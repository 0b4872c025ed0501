use test_log::test;

use knowledge_map::{
    config::{MapConfig, MapDocument},
    properties::{Concept, ContentItem, NodeKind, Resource},
    scene::Layer,
    KnowledgeMapError,
};

mod common;
use common::{build, calculus, EventLog};

fn two_concepts() -> MapDocument {
    MapDocument::from_json_str(
        r#"{"concepts": [
            {"id": "A", "name": "A"},
            {"id": "B", "name": "B", "dependencies": ["A"]}
        ]}"#,
    )
    .unwrap()
}

#[test]
fn removing_a_dependency_target_cascades() {
    let (mut map, scene) = build(MapConfig::default().with_graph(two_concepts()));
    assert!(map.has_dependency("B", "A"));

    map.remove_concept("A").unwrap();
    assert!(map.graph().has_node("B"));
    assert!(!map.graph().has_node("A"));
    assert!(!map.has_dependency("B", "A"));
    assert!(scene.find(Layer::Nodes, "A").is_none());
    assert_eq!(scene.len(Layer::Edges), 0);
}

#[test]
fn add_resource_slugs_its_label() {
    let (mut map, scene) = build(MapConfig::default());
    let id = map.add_resource("Hello you").unwrap();
    assert_eq!(id, "hello-you");
    let node = map.graph().node("hello-you").unwrap();
    assert_eq!(node.kind, NodeKind::Resource);
    assert_eq!(
        serde_json::to_value(node).unwrap()["type"],
        serde_json::json!("resource")
    );
    assert_eq!(
        scene.find(Layer::Nodes, "hello-you").unwrap().text.as_deref(),
        Some("Hello you")
    );
}

#[test]
fn lifecycle_events_fire_in_order() {
    let (mut map, _) = build(MapConfig::default().with_graph(calculus()));
    let log = EventLog::attach(&mut map);

    map.add_concept(Concept::new("series", "Series").with_dependencies(["sequences"]))
        .unwrap();
    map.add_content("series", ContentItem::text("Sums of sequences"))
        .unwrap();
    assert_eq!(
        log.entries(),
        vec![
            "preLayout",
            "postLayout",
            "renderGraph",
            "preLayout",
            "postLayout",
            "renderGraph"
        ]
    );
}

#[test]
fn held_mutations_render_once_on_unhold() {
    let (mut map, scene) = build(MapConfig::default().held(true));
    let log = EventLog::attach(&mut map);

    map.add_concept("Sets").unwrap();
    map.add_concept("Functions").unwrap();
    map.add_dependency("functions", "sets").unwrap();
    map.add_content("sets", ContentItem::text("Collections")).unwrap();
    map.add_resource(Resource::new("Book of Proof").teaching(["sets"]))
        .unwrap();
    assert!(log.entries().is_empty());
    assert!(scene.is_empty());
    assert_eq!(map.render_count(), 0);

    map.unhold().unwrap();
    assert_eq!(log.entries(), vec!["preLayout", "postLayout", "renderGraph"]);
    assert_eq!(map.render_count(), 1);
    assert_eq!(scene.len(Layer::Nodes), 3);
    assert_eq!(scene.len(Layer::Edges), 2);
    assert!(map.layout().node("book-of-proof").is_some());

    map.hold();
    map.remove_concept("functions").unwrap();
    assert_eq!(scene.len(Layer::Nodes), 3, "held changes stay off the scene");
}

#[test]
fn rendering_twice_keeps_every_element() {
    let (mut map, scene) = build(MapConfig::default().with_graph(calculus()));
    let mounted = scene.mount_count();
    assert_eq!(mounted, map.graph().node_count() + map.graph().edge_count());

    map.render().unwrap();
    map.render().unwrap();
    assert_eq!(scene.mount_count(), mounted);
    assert_eq!(scene.unmount_count(), 0);
}

#[test]
fn remove_concept_leaves_no_incident_edges() {
    let ids: Vec<String> = calculus().concepts.into_iter().map(|c| c.id).collect();
    for id in &ids {
        let (mut map, scene) = build(MapConfig::default().with_graph(calculus()));
        map.remove_concept(id).unwrap();

        assert!(!map.graph().nodes().any(|n| n == id.as_str()));
        assert!(map.graph().incident_edges(id).is_empty());
        assert!(map
            .graph()
            .edge_entries()
            .all(|edge| edge.source != id.as_str() && edge.target != id.as_str()));
        assert!(scene.find(Layer::Nodes, id).is_none());
        assert_eq!(scene.len(Layer::Edges), map.graph().edge_count());
    }
}

#[test]
fn dependency_edges_point_from_dependency_to_dependant() {
    let (mut map, _) = build(MapConfig::default().held(true));
    let names = ["a", "b", "c", "d"];
    for name in names {
        map.add_concept(name).unwrap();
    }
    for (i, concept) in names.iter().enumerate() {
        for dependency in &names[i + 1..] {
            map.add_dependency(concept, dependency).unwrap();
            assert!(map.graph().has_edge(&format!("{dependency}-{concept}")));
            assert!(map.has_dependency(concept, dependency));
            assert!(!map.has_dependency(dependency, concept));
        }
    }
}

#[test]
fn content_indices_shift_on_removal() {
    let (mut map, _) = build(MapConfig::default().with_graph(two_concepts()));
    map.add_content("A", ContentItem::text("first")).unwrap();
    map.add_content("A", ContentItem::text("second")).unwrap();

    map.update_content("A", 1, ContentItem::titled_text("Second", "updated"))
        .unwrap();
    let content = map.content("A").unwrap();
    assert_eq!(content[0].item, ContentItem::text("first"));
    assert_eq!(content[1].item, ContentItem::titled_text("Second", "updated"));
    let second_id = content[1].id;

    map.remove_content("A", 0).unwrap();
    let content = map.content("A").unwrap();
    assert_eq!(content.len(), 1);
    assert_eq!(content[0].item, ContentItem::titled_text("Second", "updated"));
    assert_eq!(content[0].id, second_id);
}

#[test]
fn identical_graphs_lay_out_identically() {
    let (first, _) = build(MapConfig::default().with_graph(calculus()));
    let (second, _) = build(MapConfig::default().with_graph(calculus()));
    assert_eq!(first.layout(), second.layout());

    let sets = first.layout().node("sets").unwrap();
    let integrals = first.layout().node("integrals").unwrap();
    assert!(sets.y < integrals.y);
}

#[test]
fn initial_resources_define_their_concepts() {
    let resources = vec![
        Resource::new("Calculus Made Easy")
            .requiring(["Algebra"])
            .teaching(["Derivatives", "Integrals"]),
        Resource::new("Algebra Primer").teaching(["Algebra"]),
    ];
    let (map, scene) = build(MapConfig::default().with_resources(resources));
    for id in ["algebra", "derivatives", "integrals"] {
        assert_eq!(map.graph().node(id).unwrap().kind, NodeKind::Concept);
    }
    assert!(map.has_dependency("calculus-made-easy", "algebra"));
    assert!(map.graph().has_edge("algebra-primer-algebra"));
    assert_eq!(scene.len(Layer::Nodes), 5);
    assert_eq!(scene.len(Layer::Edges), 4);
}

#[test]
fn to_json_round_trips() {
    let (map, _) = build(MapConfig::default().with_graph(calculus()));
    let document = MapDocument::from_json_str(&map.to_json().unwrap()).unwrap();
    assert_eq!(document.concepts.len(), 6);

    let limits = document
        .concepts
        .iter()
        .find(|c| c.id == "limits")
        .unwrap();
    assert_eq!(limits.dependencies, vec!["functions", "sequences"]);
    assert_eq!(limits.content.len(), 2);

    let (reloaded, _) = build(MapConfig::default().with_graph(document.clone()));
    assert_eq!(reloaded.to_document(), document);
}

#[test]
fn unknown_dependencies_in_documents_are_rejected() {
    let document = MapDocument::from_json_str(
        r#"{"concepts": [{"id": "b", "name": "B", "dependencies": ["missing"]}]}"#,
    )
    .unwrap();
    let err = knowledge_map::map::KnowledgeMap::with_registry(
        MapConfig::default().with_graph(document),
        Box::new(knowledge_map::scene::MemoryScene::new()),
        &knowledge_map::plugin::PluginRegistry::empty(),
    )
    .unwrap_err();
    assert!(matches!(err, KnowledgeMapError::NotFound(_)));
}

▶ **Directions for this task**
Each line of the listing should be printed again, exactly.

▶ **Solution to this problem**
repository 0b4872c025ed0501
use test_log::test;

use knowledge_map::{
    config::{MapConfig, MapDocument},
    properties::{Concept, ContentItem, NodeKind, Resource},
    scene::Layer,
    KnowledgeMapError,
};

mod common;
use common::{build, calculus, EventLog};

fn two_concepts() -> MapDocument {
    MapDocument::from_json_str(
        r#"{"concepts": [
            {"id": "A", "name": "A"},
            {"id": "B", "name": "B", "dependencies": ["A"]}
        ]}"#,
    )
    .unwrap()
}

#[test]
fn removing_a_dependency_target_cascades() {
    let (mut map, scene) = build(MapConfig::default().with_graph(two_concepts()));
    assert!(map.has_dependency("B", "A"));

    map.remove_concept("A").unwrap();
    assert!(map.graph().has_node("B"));
    assert!(!map.graph().has_node("A"));
    assert!(!map.has_dependency("B", "A"));
    assert!(scene.find(Layer::Nodes, "A").is_none());
    assert_eq!(scene.len(Layer::Edges), 0);
}

#[test]
fn add_resource_slugs_its_label() {
    let (mut map, scene) = build(MapConfig::default());
    let id = map.add_resource("Hello you").unwrap();
    assert_eq!(id, "hello-you");
    let node = map.graph().node("hello-you").unwrap();
    assert_eq!(node.kind, NodeKind::Resource);
    assert_eq!(
        serde_json::to_value(node).unwrap()["type"],
        serde_json::json!("resource")
    );
    assert_eq!(
        scene.find(Layer::Nodes, "hello-you").unwrap().text.as_deref(),
        Some("Hello you")
    );
}

#[test]
fn lifecycle_events_fire_in_order() {
    let (mut map, _) = build(MapConfig::default().with_graph(calculus()));
    let log = EventLog::attach(&mut map);

    map.add_concept(Concept::new("series", "Series").with_dependencies(["sequences"]))
        .unwrap();
    map.add_content("series", ContentItem::text("Sums of sequences"))
        .unwrap();
    assert_eq!(
        log.entries(),
        vec![
            "preLayout",
            "postLayout",
            "renderGraph",
            "preLayout",
            "postLayout",
            "renderGraph"
        ]
    );
}

#[test]
fn held_mutations_render_once_on_unhold() {
    let (mut map, scene) = build(MapConfig::default().held(true));
    let log = EventLog::attach(&mut map);

    map.add_concept("Sets").unwrap();
    map.add_concept("Functions").unwrap();
    map.add_dependency("functions", "sets").unwrap();
    map.add_content("sets", ContentItem::text("Collections")).unwrap();
    map.add_resource(Resource::new("Book of Proof").teaching(["sets"]))
        .unwrap();
    assert!(log.entries().is_empty());
    assert!(scene.is_empty());
    assert_eq!(map.render_count(), 0);

    map.unhold().unwrap();
    assert_eq!(log.entries(), vec!["preLayout", "postLayout", "renderGraph"]);
    assert_eq!(map.render_count(), 1);
    assert_eq!(scene.len(Layer::Nodes), 3);
    assert_eq!(scene.len(Layer::Edges), 2);
    assert!(map.layout().node("book-of-proof").is_some());

    map.hold();
    map.remove_concept("functions").unwrap();
    assert_eq!(scene.len(Layer::Nodes), 3, "held changes stay off the scene");
}

#[test]
fn rendering_twice_keeps_every_element() {
    let (mut map, scene) = build(MapConfig::default().with_graph(calculus()));
    let mounted = scene.mount_count();
    assert_eq!(mounted, map.graph().node_count() + map.graph().edge_count());

    map.render().unwrap();
    map.render().unwrap();
    assert_eq!(scene.mount_count(), mounted);
    assert_eq!(scene.unmount_count(), 0);
}

#[test]
fn remove_concept_leaves_no_incident_edges() {
    let ids: Vec<String> = calculus().concepts.into_iter().map(|c| c.id).collect();
    for id in &ids {
        let (mut map, scene) = build(MapConfig::default().with_graph(calculus()));
        map.remove_concept(id).unwrap();

        assert!(!map.graph().nodes().any(|n| n == id.as_str()));
        assert!(map.graph().incident_edges(id).is_empty());
        assert!(map
            .graph()
            .edge_entries()
            .all(|edge| edge.source != id.as_str() && edge.target != id.as_str()));
        assert!(scene.find(Layer::Nodes, id).is_none());
        assert_eq!(scene.len(Layer::Edges), map.graph().edge_count());
    }
}

#[test]
fn dependency_edges_point_from_dependency_to_dependant() {
    let (mut map, _) = build(MapConfig::default().held(true));
    let names = ["a", "b", "c", "d"];
    for name in names {
        map.add_concept(name).unwrap();
    }
    for (i, concept) in names.iter().enumerate() {
        for dependency in &names[i + 1..] {
            map.add_dependency(concept, dependency).unwrap();
            assert!(map.graph().has_edge(&format!("{dependency}-{concept}")));
            assert!(map.has_dependency(concept, dependency));
            assert!(!map.has_dependency(dependency, concept));
        }
    }
}

#[test]
fn content_indices_shift_on_removal() {
    let (mut map, _) = build(MapConfig::default().with_graph(two_concepts()));
    map.add_content("A", ContentItem::text("first")).unwrap();
    map.add_content("A", ContentItem::text("second")).unwrap();

    map.update_content("A", 1, ContentItem::titled_text("Second", "updated"))
        .unwrap();
    let content = map.content("A").unwrap();
    assert_eq!(content[0].item, ContentItem::text("first"));
    assert_eq!(content[1].item, ContentItem::titled_text("Second", "updated"));
    let second_id = content[1].id;

    map.remove_content("A", 0).unwrap();
    let content = map.content("A").unwrap();
    assert_eq!(content.len(), 1);
    assert_eq!(content[0].item, ContentItem::titled_text("Second", "updated"));
    assert_eq!(content[0].id, second_id);
}

#[test]
fn identical_graphs_lay_out_identically() {
    let (first, _) = build(MapConfig::default().with_graph(calculus()));
    let (second, _) = build(MapConfig::default().with_graph(calculus()));
    assert_eq!(first.layout(), second.layout());

    let sets = first.layout().node("sets").unwrap();
    let integrals = first.layout().node("integrals").unwrap();
    assert!(sets.y < integrals.y);
}

#[test]
fn initial_resources_define_their_concepts() {
    let resources = vec![
        Resource::new("Calculus Made Easy")
            .requiring(["Algebra"])
            .teaching(["Derivatives", "Integrals"]),
        Resource::new("Algebra Primer").teaching(["Algebra"]),
    ];
    let (map, scene) = build(MapConfig::default().with_resources(resources));
    for id in ["algebra", "derivatives", "integrals"] {
        assert_eq!(map.graph().node(id).unwrap().kind, NodeKind::Concept);
    }
    assert!(map.has_dependency("calculus-made-easy", "algebra"));
    assert!(map.graph().has_edge("algebra-primer-algebra"));
    assert_eq!(scene.len(Layer::Nodes), 5);
    assert_eq!(scene.len(Layer::Edges), 4);
}

#[test]
fn to_json_round_trips() {
    let (map, _) = build(MapConfig::default().with_graph(calculus()));
    let document = MapDocument::from_json_str(&map.to_json().unwrap()).unwrap();
    assert_eq!(document.concepts.len(), 6);

    let limits = document
        .concepts
        .iter()
        .find(|c| c.id == "limits")
        .unwrap();
    assert_eq!(limits.dependencies, vec!["functions", "sequences"]);
    assert_eq!(limits.content.len(), 2);

    let (reloaded, _) = build(MapConfig::default().with_graph(document.clone()));
    assert_eq!(reloaded.to_document(), document);
}

#[test]
fn unknown_dependencies_in_documents_are_rejected() {
    let document = MapDocument::from_json_str(
        r#"{"concepts": [{"id": "b", "name": "B", "dependencies": ["missing"]}]}"#,
    )
    .unwrap();
    let err = knowledge_map::map::KnowledgeMap::with_registry(
        MapConfig::default().with_graph(document),
        Box::new(knowledge_map::scene::MemoryScene::new()),
        &knowledge_map::plugin::PluginRegistry::empty(),
    )
    .unwrap_err();
    assert!(matches!(err, KnowledgeMapError::NotFound(_)));
}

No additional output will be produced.